Everyone in Hong Kong knows that Jean Wong teaches ballet. It's an immutable fact like humidity or the beginning of the school year. She's been doing it since the summer of 1959, and when she goes shopping in Central - and, indeed, occasionally in New York - past pupils instinctively straighten their spines or, quite possibly, hurl themselves into convenient doorways until she passes. Wong herself is aware of this effect. 'One boy that I taught, he's an accountant now, he says that he quakes at the knees when he sees me coming. In my young days, I was absolutely a tyrant. But I've softened.' Still, you certainly find yourself scrubbing your fingernails before you go to pay a call on Wong; she is the sort of woman who would make the Queen Mother look slovenly. I've seen her at a distance at plenty of functions and she always stands out, partly because she's so tall (1.75m) and partly because she has a singularly commanding air. I suspect that if you are used to playing God in the eyes of pre-pubescent females then the graded rings of the Hong Kong cocktail circuit are a matter of proper indifference.
This interview coincided with intense rehearsals for Stars of Tomorrow, an annual gala which took place last weekend and featured more than 700 pupils. Wong strode between her office and a studio, wearing the sort of microphone-headset much favoured by pop stars on world tours. Her own oft-quoted description of this extravaganza is that it is a 'Cecil B. de Mille production'. She means the sheer scale, of course, but as the fledgling stars parted before us in awe, it was possible to view her as a sort of Charlton Heston figure bringing down the Commandments of dance from lofty heights to the untutored masses.

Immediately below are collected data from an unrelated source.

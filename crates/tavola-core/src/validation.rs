//! Upload validation
//!
//! Pre-flight checks that run before any network call: declared MIME type,
//! byte size against the target limit, and filename extension. All failures
//! are Validation-kind classified errors with user-safe, corrective messages.

use crate::error::ClassifiedError;
use crate::models::UploadRequest;
use crate::policy::StorageTarget;

const MAX_FILENAME_LENGTH: usize = 255;

/// Recognized image extensions and their canonical MIME types.
const IMAGE_EXTENSIONS: &[(&str, &str)] = &[
    ("jpg", "image/jpeg"),
    ("jpeg", "image/jpeg"),
    ("png", "image/png"),
    ("webp", "image/webp"),
    ("gif", "image/gif"),
];

/// Normalize a MIME type by stripping parameters
/// (e.g. "image/jpeg; charset=utf-8" -> "image/jpeg").
fn normalize_mime_type(content_type: &str) -> &str {
    content_type
        .split(';')
        .next()
        .map(|s| s.trim())
        .unwrap_or(content_type)
}

/// Format a byte count in human units for validation messages.
pub fn format_size(bytes: u64) -> String {
    const MB: f64 = 1024.0 * 1024.0;
    const KB: f64 = 1024.0;
    let bytes = bytes as f64;
    if bytes >= MB {
        format!("{:.1} MB", bytes / MB)
    } else if bytes >= KB {
        format!("{:.1} KB", bytes / KB)
    } else {
        format!("{} bytes", bytes)
    }
}

/// Canonical MIME type for a recognized image extension, if any.
fn extension_mime(extension: &str) -> Option<&'static str> {
    IMAGE_EXTENSIONS
        .iter()
        .find(|(ext, _)| *ext == extension)
        .map(|(_, mime)| *mime)
}

/// Validate an upload request against its resolved storage target.
///
/// Checks run in order: content type, size, filename extension. The first
/// failure wins. Side-effect free; must run before any network call.
pub fn validate(request: &UploadRequest, target: &StorageTarget) -> Result<(), ClassifiedError> {
    let declared = normalize_mime_type(&request.content_type).to_lowercase();
    if !target
        .accepted_mime_types
        .iter()
        .any(|ct| declared == ct.to_lowercase())
    {
        return Err(ClassifiedError::validation(format!(
            "File type {} is not accepted here. Accepted types: {}",
            declared,
            target.accepted_mime_types.join(", ")
        )));
    }

    let size = request.size_bytes();
    if size > target.max_bytes {
        return Err(ClassifiedError::validation(format!(
            "File size {} exceeds the {} limit",
            format_size(size),
            format_size(target.max_bytes)
        )));
    }

    let extension = file_extension(&request.file_name);
    if extension.is_empty() {
        return Err(ClassifiedError::validation(
            "The filename has no extension; expected an image file",
        ));
    }
    match extension_mime(&extension) {
        Some(mime)
            if target
                .accepted_mime_types
                .iter()
                .any(|ct| ct.eq_ignore_ascii_case(mime)) => {}
        _ => {
            return Err(ClassifiedError::validation(format!(
                "File extension .{} does not match an accepted image format",
                extension
            )));
        }
    }

    Ok(())
}

/// Lower-cased extension of a filename, or empty when there is none.
pub fn file_extension(file_name: &str) -> String {
    match file_name.rsplit_once('.') {
        Some((stem, ext)) if !stem.is_empty() => ext.to_lowercase(),
        _ => String::new(),
    }
}

/// Sanitize a filename to prevent path traversal and invalid characters.
/// Returns an error if the filename contains path traversal attempts.
pub fn sanitize_filename(file_name: &str) -> Result<String, ClassifiedError> {
    if file_name.contains("..") {
        return Err(ClassifiedError::validation(
            "Filename contains invalid path traversal",
        ));
    }

    let path = std::path::Path::new(file_name);
    let filename_only = path
        .file_name()
        .and_then(|n| n.to_str())
        .unwrap_or(file_name);

    let sanitized: String = filename_only
        .chars()
        .take(MAX_FILENAME_LENGTH)
        .map(|c| {
            if c.is_alphanumeric() || c == '.' || c == '-' || c == '_' {
                c
            } else {
                '_'
            }
        })
        .collect();

    if sanitized.trim().is_empty() || sanitized.len() < 3 {
        return Ok("file".to_string());
    }

    Ok(sanitized)
}

#[cfg(test)]
mod tests {
    use super::*;
    use crate::error::ErrorKind;
    use crate::policy::resolve;

    fn request(name: &str, mime: &str, size: usize, tag: &str) -> UploadRequest {
        UploadRequest::new(vec![0u8; size], name, mime, tag)
    }

    #[test]
    fn accepts_valid_png() {
        let req = request("dish.png", "image/png", 1024, "gallery");
        assert!(validate(&req, &resolve("gallery")).is_ok());
    }

    #[test]
    fn rejects_wrong_content_type() {
        let req = request("notes.pdf", "application/pdf", 1024, "gallery");
        let err = validate(&req, &resolve("gallery")).unwrap_err();
        assert_eq!(err.kind, ErrorKind::Validation);
        assert!(!err.retryable);
    }

    #[test]
    fn mime_parameters_do_not_bypass_the_allowlist() {
        let req = request("dish.jpg", "image/jpeg; charset=utf-8", 1024, "gallery");
        assert!(validate(&req, &resolve("gallery")).is_ok());
    }

    #[test]
    fn oversize_message_states_both_sizes() {
        let req = request("logo.png", "image/png", 10 * 1024 * 1024, "logo");
        let err = validate(&req, &resolve("logo")).unwrap_err();
        assert_eq!(err.kind, ErrorKind::Validation);
        assert!(err.message.contains("10.0 MB"));
        assert!(err.message.contains("2.0 MB"));
    }

    #[test]
    fn rejects_missing_extension() {
        let req = request("photo", "image/png", 1024, "gallery");
        let err = validate(&req, &resolve("gallery")).unwrap_err();
        assert_eq!(err.kind, ErrorKind::Validation);
    }

    #[test]
    fn rejects_extension_outside_accepted_formats() {
        // gif is recognized but the product target does not accept it
        let req = request("anim.gif", "image/png", 1024, "product");
        assert!(validate(&req, &resolve("product")).is_err());
    }

    #[test]
    fn sanitize_filename_rejects_path_traversal() {
        assert!(sanitize_filename("..").is_err());
        assert!(sanitize_filename("foo/../bar").is_err());
        assert!(sanitize_filename("....").is_err());
    }

    #[test]
    fn sanitize_filename_accepts_valid_names() {
        assert_eq!(sanitize_filename("image.png").unwrap(), "image.png");
        assert_eq!(sanitize_filename("my-dish_1.jpg").unwrap(), "my-dish_1.jpg");
    }

    #[test]
    fn sanitize_filename_replaces_invalid_characters() {
        assert_eq!(sanitize_filename("la carte.png").unwrap(), "la_carte.png");
    }

    #[test]
    fn format_size_uses_human_units() {
        assert_eq!(format_size(5 * 1024 * 1024), "5.0 MB");
        assert_eq!(format_size(1536), "1.5 KB");
        assert_eq!(format_size(100), "100 bytes");
    }
}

Wong, who grew up in Shanghai with five sisters and one brother, had a childhood of positively Jane Austen-like gentility. She still has a picture on her office wall of two fish she painted in that pre-revolutionary era. She had piano lessons, she went to see Betty Grable and Esther Williams at the cinema, there were dancing parties at home. Then, when she was 11, the family came to Hong Kong where ballet was, naturally, the preserve of the colonials. She began to take lessons with Carol Bateman at the Helena May, an institution which did not permit Chinese members.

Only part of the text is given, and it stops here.